Question: how do you know that Boris Johnson is lying? Answer: because you can see his lips move.
An old joke, I know, but it comes irresistibly to mind as ministers tell us it is perfectly fine to go inside a pub or restaurant to enjoy ourselves – but, erm, well, actually they’d prefer it if we stayed outside and, maybe, didn’t bother going out, all things considered.
Watching Matt Hancock’s nervous calls for “caution” gives me the distinct impression that here is a man who doesn’t really believe that the easing of lockdown is wise, is terrified that Johnson’s latest gamble with other people’s lives will fail, and that this – more infectious – Indian variant of the coronavirus will indeed “spread like wildfire” and cause untold misery in the months ahead.
Will there be jolly shots of Johnson getting a round indoors at the Red Lion (assuming he’s remembered his wallet)? Will Rishi be dishing out the pizzas this evening? Where can we see Kwasi Kwarteng propping up the bar? Are they going to encourage us to go out and get smashed in an indoor setting, or give it a miss?
As with some previous premature unlocks, the mixed messaging betrays the truth, which is that they should have postponed the latest unlock, but didn’t have the guts to do it and so went ahead and hoped for the best. Which, as we know, is not really best public health practice and generally leads to a tougher, longer lockdown later on.
If it is so safe to open up indoor venues, why is there a second-dose vaccine surge being rushed out to shield the more vulnerable in society? That rather says to me that the government knows that the vaccine programme is in a race with the fast-spreading Indian variant, and that the race is being lost.
Another fortnight would have probably pushed the vaccination rate up to a more robust level of community “herd” immunity, and allowed the time to see just how dangerous the Indian variant is. But they went ahead anyway. Cheers, Matt, and what’ll you be having then? Treble trouble is what he’ll be getting, served with ice, lemon and no tonic, and he knows it. It’s etched all over his haunted face.
So no wonder they’re throwing resources at testing and tracing in the “hot spots” in Bolton and parts of London, as well as pushing vaccines out even faster (though perhaps we should already be up to maximum velocity already?).
Here we find more odd messaging, pre-spin if you like. If certain communities are identified as being “vaccine resistant” then they can be subsequently blamed when the unlock fails, rather than the ministers who authorised it before it was truly safe to do so. And of course the public can be blamed for going inside the pubs that are now legally open while minsters tell them that they really shouldn’t.

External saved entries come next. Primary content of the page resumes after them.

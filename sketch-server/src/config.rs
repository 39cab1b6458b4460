use std::env;
use std::str::FromStr;
use std::time::Duration;
use tracing::warn;

use sketch_core::settings::MAX_ROOM_CAPACITY;

#[derive(Debug, Clone)]
pub struct Config {
    pub host: String,
    pub port: u16,
    pub max_players_per_room: usize,
    pub round_tick: Duration,
    pub next_round_delay: Duration,
    pub game_over_delay: Duration,
    pub reset_delay: Duration,
    pub rate_limit_burst: u32,
    pub rate_limit_per_second: u32,
    pub words_file: Option<String>,
    pub rng_seed: Option<u64>,
}

impl Config {
    /// Read settings from the environment, falling back to defaults.
    pub fn new() -> Self {
        let defaults = Self::defaults();

        let max_players_per_room = env_or("MAX_PLAYERS_PER_ROOM", defaults.max_players_per_room);
        let max_players_per_room = if (2..=MAX_ROOM_CAPACITY).contains(&max_players_per_room) {
            max_players_per_room
        } else {
            warn!(
                "MAX_PLAYERS_PER_ROOM must be between 2 and {}, using {}",
                MAX_ROOM_CAPACITY, defaults.max_players_per_room
            );
            defaults.max_players_per_room
        };

        Self {
            host: env::var("HOST").unwrap_or(defaults.host),
            port: env_or("PORT", defaults.port),
            max_players_per_room,
            round_tick: Duration::from_millis(env_or("ROUND_TICK_MILLIS", 1000)),
            next_round_delay: Duration::from_secs(env_or("NEXT_ROUND_DELAY_SECONDS", 5)),
            game_over_delay: Duration::from_secs(env_or("GAME_OVER_DELAY_SECONDS", 10)),
            reset_delay: Duration::from_secs(env_or("RESET_DELAY_SECONDS", 10)),
            rate_limit_burst: env_or("RATE_LIMIT_BURST", defaults.rate_limit_burst),
            rate_limit_per_second: env_or("RATE_LIMIT_PER_SECOND", defaults.rate_limit_per_second),
            words_file: env::var("WORDS_FILE").ok().filter(|path| !path.is_empty()),
            rng_seed: env::var("RNG_SEED").ok().and_then(|raw| match raw.parse() {
                Ok(seed) => Some(seed),
                Err(_) => {
                    warn!("Invalid RNG_SEED value {:?}, using entropy", raw);
                    None
                }
            }),
        }
    }

    /// Built-in defaults, ignoring the environment.
    pub fn defaults() -> Self {
        Self {
            host: "127.0.0.1".to_string(),
            port: 8080,
            max_players_per_room: MAX_ROOM_CAPACITY,
            round_tick: Duration::from_secs(1),
            next_round_delay: Duration::from_secs(5),
            game_over_delay: Duration::from_secs(10),
            reset_delay: Duration::from_secs(10),
            rate_limit_burst: 120,
            rate_limit_per_second: 60,
            words_file: None,
            rng_seed: None,
        }
    }
}

impl Default for Config {
    fn default() -> Self {
        Self::defaults()
    }
}

fn env_or<T: FromStr>(key: &str, default: T) -> T {
    match env::var(key) {
        Ok(raw) => raw.parse().unwrap_or_else(|_| {
            warn!("Invalid {} value {:?}, using default", key, raw);
            default
        }),
        Err(_) => default,
    }
}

It is a repeat of the original sin of the Covid crisis, in March 2020, when the government initially told us to “avoid” going to pubs, theatres, restaurants and the rest, but tried to keep them open, even though they were losing custom and takings. It was ludicrous, the first of many attempts to have their cake and eat it.
So sadly, mine won’t be an indoor pint, and that hurts. The government wants us to take personal responsibility, so that is what I’m doing. Of course “personal” judgements in a pandemic don’t really work in a pandemic because we’re always taking risks on behalf of other people, which is why we have rules and we’ve learned that they work best if clear and unequivocal.
But of course this ain’t about you taking personal responsibility, it’s about the government evading it. This time, though, they might not get away with it.